Les Grecs venaient de commencer la troisième campagne sous d'heureux auspices. Tandis que l'armée des deux pachas Yussuf et Mustapha était taillée en pièces dans les défilés des Thermopyles par le brave Odysseus, l'ancien Péloponèse était presque entièrement affranchi du joug des Turcs; mais, du côté de l'Étolie, une nouvelle armée, commandée par le pacha de Scutari, s'avançait jusqu'aux murs de Missolonghi, et cette ville importante et tous les ports de la Grèce occidentale étaient déjà bloqués par les armées de terre et de mer des Turcs.

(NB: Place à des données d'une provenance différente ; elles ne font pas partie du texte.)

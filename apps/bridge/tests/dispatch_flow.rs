mod common;

use base64::Engine;
use base64::engine::general_purpose::STANDARD as BASE64_STANDARD;
use durango_bridge::dispatch::handle_dispatch;
use durango_protocol::{AckStatus, Attachment, ClientMessage, DispatchAction, ErrorCode};
use serde_json::{Value, json};

use common::{error_for, response_for, start_harness};

fn expect_ack(message: ClientMessage, expected: AckStatus) -> (Option<Value>, Option<ErrorCode>) {
    match message {
        ClientMessage::DispatchAck {
            status,
            payload,
            error,
            ..
        } => {
            assert_eq!(status, expected, "unexpected ack status");
            (payload, error.map(|e| e.code))
        }
        other => panic!("expected dispatch.ack, got {other:?}"),
    }
}

#[tokio::test]
async fn model_list_acks_in_order_with_payload() {
    let mut harness = start_harness().await;

    let agent = tokio::spawn({
        let tx = harness.agent_tx.clone();
        let mut rx = harness.agent_rx;
        async move {
            let request = rx.recv().await.unwrap();
            assert_eq!(request["method"], json!("model/list"));
            tx.send(response_for(
                &request,
                json!({"data": [{"id": "gpt-5-codex", "displayName": "GPT-5 Codex"}]}),
            ))
            .unwrap();
        }
    });

    handle_dispatch(
        harness.ctx.clone(),
        DispatchAction::ModelList {
            request_id: "req-1".to_string(),
        },
    )
    .await;
    agent.await.unwrap();

    expect_ack(harness.relay_rx.recv().await.unwrap(), AckStatus::Accepted);
    expect_ack(harness.relay_rx.recv().await.unwrap(), AckStatus::Running);
    let (payload, _) = expect_ack(harness.relay_rx.recv().await.unwrap(), AckStatus::Completed);
    let payload = payload.unwrap();
    assert_eq!(payload["models"][0]["id"], json!("gpt-5-codex"));
    assert!(harness.relay_rx.try_recv().is_err(), "terminal ack must be last");
}

#[tokio::test]
async fn agent_errors_become_failed_acks() {
    let mut harness = start_harness().await;

    let agent = tokio::spawn({
        let tx = harness.agent_tx.clone();
        let mut rx = harness.agent_rx;
        async move {
            let request = rx.recv().await.unwrap();
            tx.send(error_for(&request, "model registry unavailable"))
                .unwrap();
        }
    });

    handle_dispatch(
        harness.ctx.clone(),
        DispatchAction::ModelList {
            request_id: "req-2".to_string(),
        },
    )
    .await;
    agent.await.unwrap();

    expect_ack(harness.relay_rx.recv().await.unwrap(), AckStatus::Accepted);
    expect_ack(harness.relay_rx.recv().await.unwrap(), AckStatus::Running);
    match harness.relay_rx.recv().await.unwrap() {
        ClientMessage::DispatchAck { status, error, .. } => {
            assert_eq!(status, AckStatus::Failed);
            let error = error.unwrap();
            assert_eq!(error.code, ErrorCode::AppServerError);
            assert!(error.message.contains("model registry unavailable"));
        }
        other => panic!("expected failed ack, got {other:?}"),
    }
}

#[tokio::test]
async fn attachment_only_turn_start_sends_single_local_image() {
    let mut harness = start_harness().await;
    let workdir = tempfile::tempdir().unwrap();
    let cwd = workdir.path().display().to_string();

    let agent = tokio::spawn({
        let tx = harness.agent_tx.clone();
        let mut rx = harness.agent_rx;
        async move {
            let request = rx.recv().await.unwrap();
            assert_eq!(request["method"], json!("turn/start"));
            assert_eq!(request["params"]["threadId"], json!("codex-thread-9"));
            let input = request["params"]["input"].as_array().unwrap().clone();
            assert_eq!(input.len(), 1, "expected exactly one input item");
            assert_eq!(input[0]["type"], json!("localImage"));
            tx.send(response_for(&request, json!({"turn": {"id": "turn-1"}})))
                .unwrap();
            input[0]["path"].as_str().unwrap().to_string()
        }
    });

    handle_dispatch(
        harness.ctx.clone(),
        DispatchAction::TurnStart {
            request_id: "req-3".to_string(),
            thread_id: "relay-thread-9".to_string(),
            codex_thread_id: "codex-thread-9".to_string(),
            cwd: Some(cwd.clone()),
            prompt: None,
            attachments: vec![Attachment {
                kind: "image".to_string(),
                name: Some("bug screenshot.png".to_string()),
                data: BASE64_STANDARD.encode(b"fake-png"),
            }],
            model: None,
        },
    )
    .await;
    let image_path = agent.await.unwrap();

    let expected = workdir
        .path()
        .join(".durango")
        .join("uploads")
        .join("req-3")
        .join("01-bug_screenshot.png");
    assert_eq!(image_path, expected.display().to_string());
    assert_eq!(std::fs::read(&expected).unwrap(), b"fake-png");

    expect_ack(harness.relay_rx.recv().await.unwrap(), AckStatus::Accepted);
    expect_ack(harness.relay_rx.recv().await.unwrap(), AckStatus::Running);
    let (payload, _) = expect_ack(harness.relay_rx.recv().await.unwrap(), AckStatus::Completed);
    assert_eq!(payload.unwrap()["state"], json!("started"));

    let bindings = harness.ctx.bindings.lock().await;
    assert_eq!(
        bindings.get("codex-thread-9").map(String::as_str),
        Some("relay-thread-9")
    );
}

#[tokio::test]
async fn empty_turn_start_fails_without_calling_agent() {
    let mut harness = start_harness().await;

    handle_dispatch(
        harness.ctx.clone(),
        DispatchAction::TurnStart {
            request_id: "req-4".to_string(),
            thread_id: "relay-thread".to_string(),
            codex_thread_id: "codex-thread".to_string(),
            cwd: None,
            prompt: Some("   ".to_string()),
            attachments: Vec::new(),
            model: None,
        },
    )
    .await;

    expect_ack(harness.relay_rx.recv().await.unwrap(), AckStatus::Accepted);
    expect_ack(harness.relay_rx.recv().await.unwrap(), AckStatus::Running);
    match harness.relay_rx.recv().await.unwrap() {
        ClientMessage::DispatchAck { status, error, .. } => {
            assert_eq!(status, AckStatus::Failed);
            assert!(
                error
                    .unwrap()
                    .message
                    .contains("turn/start requires prompt text or at least one attachment.")
            );
        }
        other => panic!("expected failed ack, got {other:?}"),
    }
    assert!(harness.agent_rx.try_recv().is_err(), "agent must not be called");
}

#[tokio::test]
async fn thread_start_binds_and_reports_codex_thread_id() {
    let mut harness = start_harness().await;

    let agent = tokio::spawn({
        let tx = harness.agent_tx.clone();
        let mut rx = harness.agent_rx;
        async move {
            let thread_start = rx.recv().await.unwrap();
            assert_eq!(thread_start["method"], json!("thread/start"));
            assert_eq!(thread_start["params"]["cwd"], json!("/repo"));
            tx.send(response_for(
                &thread_start,
                json!({"thread": {"id": "codex-new"}, "model": "gpt-5-codex"}),
            ))
            .unwrap();

            let turn_start = rx.recv().await.unwrap();
            assert_eq!(turn_start["method"], json!("turn/start"));
            assert_eq!(turn_start["params"]["threadId"], json!("codex-new"));
            assert_eq!(
                turn_start["params"]["input"][0]["text"],
                json!("add a readme")
            );
            tx.send(response_for(&turn_start, json!({"turn": {"id": "turn-1"}})))
                .unwrap();
        }
    });

    handle_dispatch(
        harness.ctx.clone(),
        DispatchAction::ThreadStart {
            request_id: "req-5".to_string(),
            thread_id: "relay-new".to_string(),
            cwd: Some("/repo".to_string()),
            prompt: Some("add a readme".to_string()),
            attachments: Vec::new(),
            model: None,
        },
    )
    .await;
    agent.await.unwrap();

    expect_ack(harness.relay_rx.recv().await.unwrap(), AckStatus::Accepted);
    expect_ack(harness.relay_rx.recv().await.unwrap(), AckStatus::Running);
    let (payload, _) = expect_ack(harness.relay_rx.recv().await.unwrap(), AckStatus::Completed);
    let payload = payload.unwrap();
    assert_eq!(payload["codexThreadId"], json!("codex-new"));
    assert_eq!(payload["state"], json!("started"));

    let bindings = harness.ctx.bindings.lock().await;
    assert_eq!(
        bindings.get("codex-new").map(String::as_str),
        Some("relay-new")
    );
}

#[tokio::test]
async fn thread_hydrate_replays_before_terminal_ack() {
    let mut harness = start_harness().await;

    let agent = tokio::spawn({
        let tx = harness.agent_tx.clone();
        let mut rx = harness.agent_rx;
        async move {
            let read = rx.recv().await.unwrap();
            assert_eq!(read["method"], json!("thread/read"));
            assert_eq!(read["params"]["threadId"], json!("codex-old"));
            assert_eq!(read["params"]["includeTurns"], json!(true));
            tx.send(response_for(
                &read,
                json!({"thread": {"turnsPage": {"data": [
                    {"id": "turn-1", "items": [{"type": "plan", "text": "ok"}]}
                ]}}}),
            ))
            .unwrap();
        }
    });

    handle_dispatch(
        harness.ctx.clone(),
        DispatchAction::ThreadHydrate {
            request_id: "req-6".to_string(),
            thread_id: "relay-old".to_string(),
            codex_thread_id: "codex-old".to_string(),
        },
    )
    .await;
    agent.await.unwrap();

    expect_ack(harness.relay_rx.recv().await.unwrap(), AckStatus::Accepted);
    expect_ack(harness.relay_rx.recv().await.unwrap(), AckStatus::Running);

    // Replayed items arrive before the terminal ack.
    for _ in 0..2 {
        match harness.relay_rx.recv().await.unwrap() {
            ClientMessage::EventUpsert { thread_id, .. } => {
                assert_eq!(thread_id, "relay-old");
            }
            other => panic!("expected event.upsert, got {other:?}"),
        }
    }
    let (payload, _) = expect_ack(harness.relay_rx.recv().await.unwrap(), AckStatus::Completed);
    let payload = payload.unwrap();
    assert_eq!(payload["state"], json!("hydrated"));
    assert_eq!(payload["importedItemCount"], json!(2));
}

#[tokio::test]
async fn turn_interrupt_round_trips() {
    let mut harness = start_harness().await;

    let agent = tokio::spawn({
        let tx = harness.agent_tx.clone();
        let mut rx = harness.agent_rx;
        async move {
            let request = rx.recv().await.unwrap();
            assert_eq!(request["method"], json!("turn/interrupt"));
            assert_eq!(request["params"]["threadId"], json!("codex-busy"));
            tx.send(response_for(&request, json!({}))).unwrap();
        }
    });

    handle_dispatch(
        harness.ctx.clone(),
        DispatchAction::TurnInterrupt {
            request_id: "req-7".to_string(),
            codex_thread_id: "codex-busy".to_string(),
        },
    )
    .await;
    agent.await.unwrap();

    expect_ack(harness.relay_rx.recv().await.unwrap(), AckStatus::Accepted);
    expect_ack(harness.relay_rx.recv().await.unwrap(), AckStatus::Running);
    let (payload, _) = expect_ack(harness.relay_rx.recv().await.unwrap(), AckStatus::Completed);
    assert_eq!(payload.unwrap()["state"], json!("interrupted"));
}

Byron commença par envoyer sur le continent MM. Trelawney et Browne, avec la mission d'explorer l'état de tous les partis. En attendant leur retour, il fixa son séjour dans la petite ville de Metaxata, qui devint aussitôt, pour ainsi dire, le point central du gouvernement grec, tant était grande la réputation qui le précédait.
Elle grandissait encore tous les jours; ceux qui l'approchaient, Anglais, Français, Allemands et Grecs, ne se lassaient pas d'admirer la profondeur de ses plans et la magnanimité de ses intentions. Sans cesse appliqué à rechercher des instructions positives, il écoutait avec attention les rapports les plus contradictoires: il répandait l'or à pleines mains, mais avec discernement.

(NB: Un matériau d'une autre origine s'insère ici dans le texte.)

//! Lossy normalization of app-server items and notifications into the fixed
//! downstream item schema.
//!
//! The upstream schema drifts across releases (camelCase vs snake_case tags,
//! strings vs nested content blocks), so extraction here is tolerant by
//! construction: unknown shapes degrade to plan items rather than vanishing.

use durango_protocol::{ClientMessage, CommandStatus, DurangoItem};
use serde_json::Value;

use crate::config::current_timestamp_ms;

/// Normalized turn lifecycle states.
#[derive(Debug, Clone, Copy, PartialEq, Eq)]
pub enum TurnStatus {
    Running,
    Completed,
    Interrupted,
    Failed,
}

impl TurnStatus {
    pub fn as_str(self) -> &'static str {
        match self {
            Self::Running => "running",
            Self::Completed => "completed",
            Self::Interrupted => "interrupted",
            Self::Failed => "failed",
        }
    }
}

/// Assigns `{id, timestamp}` pairs to emitted items. Live forwarding stamps
/// wall-clock time; hydration replay hands out a strictly increasing series
/// so playback order survives.
#[derive(Debug)]
pub enum Stamper {
    Live,
    Replay { next: u64 },
}

impl Stamper {
    pub fn replay_starting_at(start: u64) -> Self {
        Self::Replay { next: start }
    }

    pub(crate) fn stamp(&mut self) -> (String, u64) {
        let id = uuid::Uuid::new_v4().to_string();
        let timestamp = match self {
            Self::Live => current_timestamp_ms(),
            Self::Replay { next } => {
                let t = *next;
                *next += 1;
                t
            }
        };
        (id, timestamp)
    }
}

/// Recursive text extraction. Strings are taken as-is, arrays newline-join
/// their non-empty extractions, and objects yield the first of `text`,
/// `value`, `delta`, `summaryText`, then recurse into `content`, `summary`,
/// `output`.
pub fn extract_text(value: &Value) -> Option<String> {
    match value {
        Value::String(text) => Some(text.clone()),
        Value::Array(entries) => {
            let parts: Vec<String> = entries
                .iter()
                .filter_map(extract_text)
                .filter(|part| !part.trim().is_empty())
                .collect();
            if parts.is_empty() {
                None
            } else {
                Some(parts.join("\n"))
            }
        }
        Value::Object(map) => {
            for key in ["text", "value", "delta", "summaryText"] {
                if let Some(Value::String(text)) = map.get(key) {
                    return Some(text.clone());
                }
            }
            for key in ["content", "summary", "output"] {
                if let Some(inner) = map.get(key) {
                    if let Some(text) = extract_text(inner) {
                        return Some(text);
                    }
                }
            }
            None
        }
        _ => None,
    }
}

fn normalize_status(raw: &str) -> Option<TurnStatus> {
    match raw.trim().to_lowercase().as_str() {
        "in_progress" | "inprogress" | "running" | "queued" => Some(TurnStatus::Running),
        "completed" | "complete" | "success" | "succeeded" => Some(TurnStatus::Completed),
        "cancelled" | "canceled" | "aborted" | "interrupted" => Some(TurnStatus::Interrupted),
        "failed" | "error" | "errored" => Some(TurnStatus::Failed),
        _ => None,
    }
}

/// Commands only have three downstream states; everything unrecognized is
/// treated as failed.
pub fn normalize_command_status(raw: &str) -> CommandStatus {
    match normalize_status(raw) {
        Some(TurnStatus::Running) => CommandStatus::Running,
        Some(TurnStatus::Completed) => CommandStatus::Completed,
        _ => CommandStatus::Failed,
    }
}

/// Turn statuses stay unmapped when unrecognized; the caller decides whether
/// to synthesize anything.
pub fn normalize_turn_status(raw: &str) -> Option<TurnStatus> {
    normalize_status(raw)
}

fn item_kind(raw: &Value) -> Option<String> {
    raw.get("type")
        .and_then(Value::as_str)
        .map(|kind| kind.to_lowercase().replace('_', ""))
}

fn text_from(raw: &Value, keys: &[&str]) -> Option<String> {
    keys.iter()
        .filter_map(|key| raw.get(*key))
        .find_map(extract_text)
        .filter(|text| !text.trim().is_empty())
}

fn command_text(raw: &Value) -> Option<String> {
    match raw.get("command") {
        Some(Value::String(command)) => Some(command.clone()),
        Some(Value::Array(argv)) => {
            let parts: Vec<&str> = argv.iter().filter_map(Value::as_str).collect();
            if parts.is_empty() {
                None
            } else {
                Some(parts.join(" "))
            }
        }
        Some(other) => extract_text(other),
        None => None,
    }
    .filter(|command| !command.trim().is_empty())
}

fn exit_code_of(raw: &Value) -> Option<i32> {
    raw.get("exitCode")
        .or_else(|| raw.get("exit_code"))
        .and_then(Value::as_i64)
        .map(|code| code as i32)
}

/// Map one upstream item to zero or more downstream items. Unknown types are
/// preserved losslessly as a plan item carrying the raw JSON.
pub fn map_item(raw: &Value, turn_id: &str, stamper: &mut Stamper) -> Vec<DurangoItem> {
    let Some(kind) = item_kind(raw) else {
        return vec![plan_fallback(raw, turn_id, stamper)];
    };

    match kind.as_str() {
        "usermessage" => text_from(raw, &["content", "text"])
            .map(|text| {
                let (id, timestamp) = stamper.stamp();
                vec![DurangoItem::UserMessage {
                    id,
                    turn_id: turn_id.to_string(),
                    timestamp,
                    text,
                }]
            })
            .unwrap_or_default(),
        "agentmessage" | "assistantmessage" => text_from(raw, &["text", "content"])
            .map(|text| {
                let (id, timestamp) = stamper.stamp();
                vec![DurangoItem::AgentMessage {
                    id,
                    turn_id: turn_id.to_string(),
                    timestamp,
                    text,
                }]
            })
            .unwrap_or_default(),
        "reasoning" => {
            let source = raw.get("summary").or_else(|| raw.get("content"));
            let summary: Vec<String> = source
                .and_then(extract_text)
                .map(|text| {
                    text.lines()
                        .map(str::trim)
                        .filter(|line| !line.is_empty())
                        .map(str::to_string)
                        .collect()
                })
                .unwrap_or_default();
            if summary.is_empty() {
                return Vec::new();
            }
            let (id, timestamp) = stamper.stamp();
            vec![DurangoItem::Reasoning {
                id,
                turn_id: turn_id.to_string(),
                timestamp,
                summary,
            }]
        }
        "commandexecution" => {
            let Some(command) = command_text(raw) else {
                return Vec::new();
            };
            let status = normalize_command_status(
                raw.get("status").and_then(Value::as_str).unwrap_or(""),
            );
            let (id, timestamp) = stamper.stamp();
            vec![DurangoItem::CommandExecution {
                id,
                turn_id: turn_id.to_string(),
                timestamp,
                command,
                cwd: raw
                    .get("cwd")
                    .and_then(Value::as_str)
                    .unwrap_or_default()
                    .to_string(),
                status,
                output: raw
                    .get("output")
                    .or_else(|| raw.get("aggregatedOutput"))
                    .and_then(extract_text),
                exit_code: exit_code_of(raw),
            }]
        }
        "filechange" => {
            let Some(changes) = raw.get("changes").and_then(Value::as_array) else {
                return Vec::new();
            };
            changes
                .iter()
                .filter_map(|change| {
                    let path = change.get("path").and_then(Value::as_str)?;
                    let patch = change
                        .get("patch")
                        .or_else(|| change.get("diff"))
                        .and_then(extract_text)
                        .unwrap_or_else(|| "(no patch text)".to_string());
                    let (id, timestamp) = stamper.stamp();
                    Some(DurangoItem::FileChange {
                        id,
                        turn_id: turn_id.to_string(),
                        timestamp,
                        path: path.to_string(),
                        patch,
                    })
                })
                .collect()
        }
        "plan" => text_from(raw, &["text", "content"])
            .map(|text| {
                let (id, timestamp) = stamper.stamp();
                vec![DurangoItem::Plan {
                    id,
                    turn_id: turn_id.to_string(),
                    timestamp,
                    text,
                }]
            })
            .unwrap_or_default(),
        _ => vec![plan_fallback(raw, turn_id, stamper)],
    }
}

fn plan_fallback(raw: &Value, turn_id: &str, stamper: &mut Stamper) -> DurangoItem {
    let (id, timestamp) = stamper.stamp();
    DurangoItem::Plan {
        id,
        turn_id: turn_id.to_string(),
        timestamp,
        text: raw.to_string(),
    }
}

fn param_str<'a>(params: &'a Value, keys: &[&str]) -> Option<&'a str> {
    keys.iter()
        .find_map(|key| params.get(*key))
        .and_then(Value::as_str)
}

fn codex_thread_id(params: &Value) -> Option<String> {
    param_str(params, &["threadId", "thread_id", "codexThreadId"])
        .map(str::to_string)
        .or_else(|| {
            params
                .get("thread")
                .and_then(|thread| thread.get("id"))
                .and_then(Value::as_str)
                .map(str::to_string)
        })
}

fn turn_id_of(params: &Value) -> String {
    param_str(params, &["turnId", "turn_id"])
        .map(str::to_string)
        .or_else(|| {
            params
                .get("turn")
                .and_then(|turn| turn.get("id"))
                .and_then(Value::as_str)
                .map(str::to_string)
        })
        .unwrap_or_else(|| uuid::Uuid::new_v4().to_string())
}

/// Translate one agent notification into relay frames. `resolve` looks up
/// the downstream thread id for an agent thread id; unbound threads are
/// dropped wholesale.
pub fn forward_notification(
    method: &str,
    params: Option<&Value>,
    machine_id: &str,
    resolve: impl Fn(&str) -> Option<String>,
) -> Vec<ClientMessage> {
    let Some(params) = params else {
        return Vec::new();
    };
    let Some(agent_thread_id) = codex_thread_id(params) else {
        return Vec::new();
    };
    let Some(thread_id) = resolve(&agent_thread_id) else {
        return Vec::new();
    };

    let method_lower = method.to_lowercase();
    let turn_id = turn_id_of(params);

    if method_lower.starts_with("thread/")
        && (method_lower.contains("updated")
            || method_lower.contains("renamed")
            || method_lower.contains("title"))
    {
        let title = text_from(params, &["title", "name"]).or_else(|| {
            params
                .get("thread")
                .and_then(|thread| text_from(thread, &["title", "name"]))
        });
        return match title {
            Some(title) => vec![ClientMessage::ThreadUpdate {
                machine_id: machine_id.to_string(),
                thread_id,
                title,
            }],
            None => Vec::new(),
        };
    }

    let upsert = |item: DurangoItem| ClientMessage::EventUpsert {
        request_id: item.turn_id().to_string(),
        machine_id: machine_id.to_string(),
        thread_id: thread_id.clone(),
        run_id: None,
        item,
    };

    match method_lower.as_str() {
        "item/started" => {
            let Some(item) = params.get("item") else {
                return Vec::new();
            };
            // Started items are suppressed except command executions; other
            // kinds carry their content only on completion.
            map_item(item, &turn_id, &mut Stamper::Live)
                .into_iter()
                .filter(|mapped| matches!(mapped, DurangoItem::CommandExecution { .. }))
                .map(upsert)
                .collect()
        }
        "item/completed" => {
            let Some(item) = params.get("item") else {
                return Vec::new();
            };
            map_item(item, &turn_id, &mut Stamper::Live)
                .into_iter()
                .map(upsert)
                .collect()
        }
        "turn/completed" => {
            let raw_status = params
                .get("turn")
                .and_then(|turn| turn.get("status"))
                .or_else(|| params.get("status"))
                .and_then(Value::as_str)
                .unwrap_or("");
            if matches!(normalize_turn_status(raw_status), Some(TurnStatus::Completed)) {
                return Vec::new();
            }
            let message = params
                .get("error")
                .and_then(|error| error.get("message"))
                .and_then(Value::as_str);
            let text = match message {
                Some(message) => format!("turn ended with status {raw_status}: {message}"),
                None => format!("turn ended with status {raw_status}"),
            };
            let (id, timestamp) = Stamper::Live.stamp();
            vec![upsert(DurangoItem::Plan {
                id,
                turn_id: turn_id.clone(),
                timestamp,
                text,
            })]
        }
        "thread/started" | "turn/started" => Vec::new(),
        _ if method_lower.contains("delta") || method_lower.contains("updated") => Vec::new(),
        _ => {
            // Catch-all: surface unknown notifications rather than dropping
            // them silently.
            let text = serde_json::json!({ "method": method, "params": params }).to_string();
            let (id, timestamp) = Stamper::Live.stamp();
            vec![upsert(DurangoItem::Plan {
                id,
                turn_id: turn_id.clone(),
                timestamp,
                text,
            })]
        }
    }
}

Voici la source de tout l'argent qu'il prodiguait: «J'ai écrit, dit-il dans une lettre du 13 octobre 1823, à notre ami D. Kinnaird, le priant de m'envoyer tous les crédits qu'il pourra réunir. De plus, j'ai en avance une année de revenu et la vente d'une terre par-devers moi. – Jusqu'à ce que les Grecs trouvent un emprunt, il est probable que je serai leur meilleur banquier, c'est-à-dire tant que ma signature aura cours. Répétez-lui cela, et dites-lui que je vais tirer, d'une manière effrayante sur M. R***. Je ne lésine pas quand nos braves se décident à reprendre les armes; et s'ils persévèrent ils seront encore mieux venus. Ils ont eu hors de ma poche, et d'un seul coup, quatre mille livres sterlings (outre quelques distributions partielles), et le prochain déboursé sera au moins aussi considérable. Et comment pourrais-je, dites-moi, leur refuser s'ils se battent? et si je suis avec eux? etc.»

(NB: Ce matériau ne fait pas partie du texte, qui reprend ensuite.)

//! Bridge configuration: credentials written by the login command, with
//! environment overrides. Read once at startup and never mutated.

use std::path::PathBuf;

use serde::Deserialize;
use thiserror::Error;

pub const ENV_RELAY_URL: &str = "DURANGO_RELAY_URL";
pub const ENV_WEB_URL: &str = "DURANGO_WEB_URL";
pub const ENV_APP_SERVER_URL: &str = "DURANGO_CODEX_APP_SERVER_URL";
pub const ENV_CODEX_BIN: &str = "DURANGO_CODEX_BIN";
pub const ENV_CONFIG_DIR: &str = "DURANGO_CONFIG_DIR";
pub const ENV_WIRE_LOG: &str = "DURANGO_WIRE_LOG";
pub const ENV_CODEX_VERSION: &str = "CODEX_VERSION";

const DEFAULT_RELAY_URL: &str = "https://relay.durango.dev";
const DEFAULT_WEB_URL: &str = "https://durango.dev";
const DEFAULT_APP_SERVER_URL: &str = "ws://127.0.0.1:48765";

#[derive(Debug, Error)]
pub enum ConfigError {
    #[error("no credentials at {0}; run the login command first")]
    MissingCredentials(PathBuf),
    #[error("failed to read {path}: {source}")]
    Io {
        path: PathBuf,
        #[source]
        source: std::io::Error,
    },
    #[error("failed to parse {path}: {source}")]
    Parse {
        path: PathBuf,
        #[source]
        source: serde_json::Error,
    },
    #[error("credentials file is missing `{0}`")]
    MissingField(&'static str),
}

/// On-disk shape owned by the login command; consumed read-only here.
#[derive(Debug, Deserialize)]
#[serde(rename_all = "camelCase")]
struct CredentialsFile {
    #[serde(default)]
    machine_id: String,
    #[serde(default)]
    user_id: String,
    #[serde(default)]
    token: String,
}

#[derive(Debug, Clone)]
pub struct BridgeConfig {
    pub machine_id: String,
    pub user_id: String,
    pub token: String,
    pub relay_url: String,
    pub web_url: String,
    pub app_server_url: String,
    pub codex_bin: Option<PathBuf>,
    pub codex_version: Option<String>,
    pub wire_log_path: Option<PathBuf>,
    pub config_dir: PathBuf,
}

impl BridgeConfig {
    pub fn load() -> Result<Self, ConfigError> {
        Self::load_with(&|key| std::env::var(key).ok())
    }

    pub(crate) fn load_with(
        env: &dyn Fn(&str) -> Option<String>,
    ) -> Result<Self, ConfigError> {
        let config_dir = env(ENV_CONFIG_DIR)
            .map(PathBuf::from)
            .or_else(|| dirs::home_dir().map(|home| home.join(".durango")))
            .unwrap_or_else(|| PathBuf::from(".durango"));

        let credentials_path = config_dir.join("config.json");
        if !credentials_path.exists() {
            return Err(ConfigError::MissingCredentials(credentials_path));
        }
        let raw = std::fs::read_to_string(&credentials_path).map_err(|source| ConfigError::Io {
            path: credentials_path.clone(),
            source,
        })?;
        let credentials: CredentialsFile =
            serde_json::from_str(&raw).map_err(|source| ConfigError::Parse {
                path: credentials_path.clone(),
                source,
            })?;

        if credentials.machine_id.trim().is_empty() {
            return Err(ConfigError::MissingField("machineId"));
        }
        if credentials.user_id.trim().is_empty() {
            return Err(ConfigError::MissingField("userId"));
        }
        if credentials.token.trim().is_empty() {
            return Err(ConfigError::MissingField("token"));
        }

        Ok(Self {
            machine_id: credentials.machine_id,
            user_id: credentials.user_id,
            token: credentials.token,
            relay_url: env(ENV_RELAY_URL).unwrap_or_else(|| DEFAULT_RELAY_URL.to_string()),
            web_url: env(ENV_WEB_URL).unwrap_or_else(|| DEFAULT_WEB_URL.to_string()),
            app_server_url: env(ENV_APP_SERVER_URL)
                .unwrap_or_else(|| DEFAULT_APP_SERVER_URL.to_string()),
            codex_bin: env(ENV_CODEX_BIN).map(PathBuf::from),
            codex_version: env(ENV_CODEX_VERSION),
            wire_log_path: env(ENV_WIRE_LOG).map(PathBuf::from),
            config_dir,
        })
    }

    /// WebSocket endpoint of the relay session: `<relay>/ws` with the scheme
    /// switched to ws/wss.
    pub fn relay_ws_url(&self) -> String {
        let base = self.relay_url.trim_end_matches('/');
        let converted = if let Some(rest) = base.strip_prefix("https://") {
            format!("wss://{rest}")
        } else if let Some(rest) = base.strip_prefix("http://") {
            format!("ws://{rest}")
        } else {
            base.to_string()
        };
        format!("{converted}/ws")
    }
}

pub(crate) fn current_timestamp_ms() -> u64 {
    use std::time::{SystemTime, UNIX_EPOCH};
    SystemTime::now()
        .duration_since(UNIX_EPOCH)
        .unwrap_or_default()
        .as_millis() as u64
}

Cependant il reçut des nouvelles de M. Trelawney. Ce loyal ambassadeur avait assisté au congrès de Salamis, et l'on y avait décidé qu'Odysseus marcherait sur Négrepont, Colocotroni sur Patras, et que Mavrocordato serait chargé de défendre Missolonghi. «Si cette ville tombe, écrivait Trelawney, Athènes et des milliers de têtes sont en péril. Il faut que la flotte secoure cette ville. Je donnerais ma tête à monnayer pour sauver cette clef de la Grèce.» Byron comprit ce langage; il fit équiper deux navires ioniens et quitta Céphalonie le 29 décembre, faisant voile pour Missolonghi. Le 31, à la hauteur de Zante, ils furent rencontrés par un corsaire turc. Le premier navire, sur lequel il était, parvint à l'éviter; le second, qui transportait le comte Gamba et plusieurs domestiques de Lord Byron, fut moins heureux: les captifs furent conduits à Patras, devant Yussouf-Pacha. Grâces au sang-froid de Gamba qui, en réclamant hautement le privilége des pavillons anglais, parvint à intimider le chef musulman, il leur fut permis de se rendre à Missolonghi; mais, à leur grand étonnement, ils n'y trouvèrent pas Lord Byron. Les vents contraires l'avaient forcé de s'arrêter sur des rochers situés à quelques milles de Missolonghi; et en se remettant en mer, son navire avait touché un bas-fond. Heureusement, Mavrocordato envoya bientôt à sa rencontre plusieurs bateaux qui le prirent à bord, avec sa suite, et le conduisirent à Missolonghi.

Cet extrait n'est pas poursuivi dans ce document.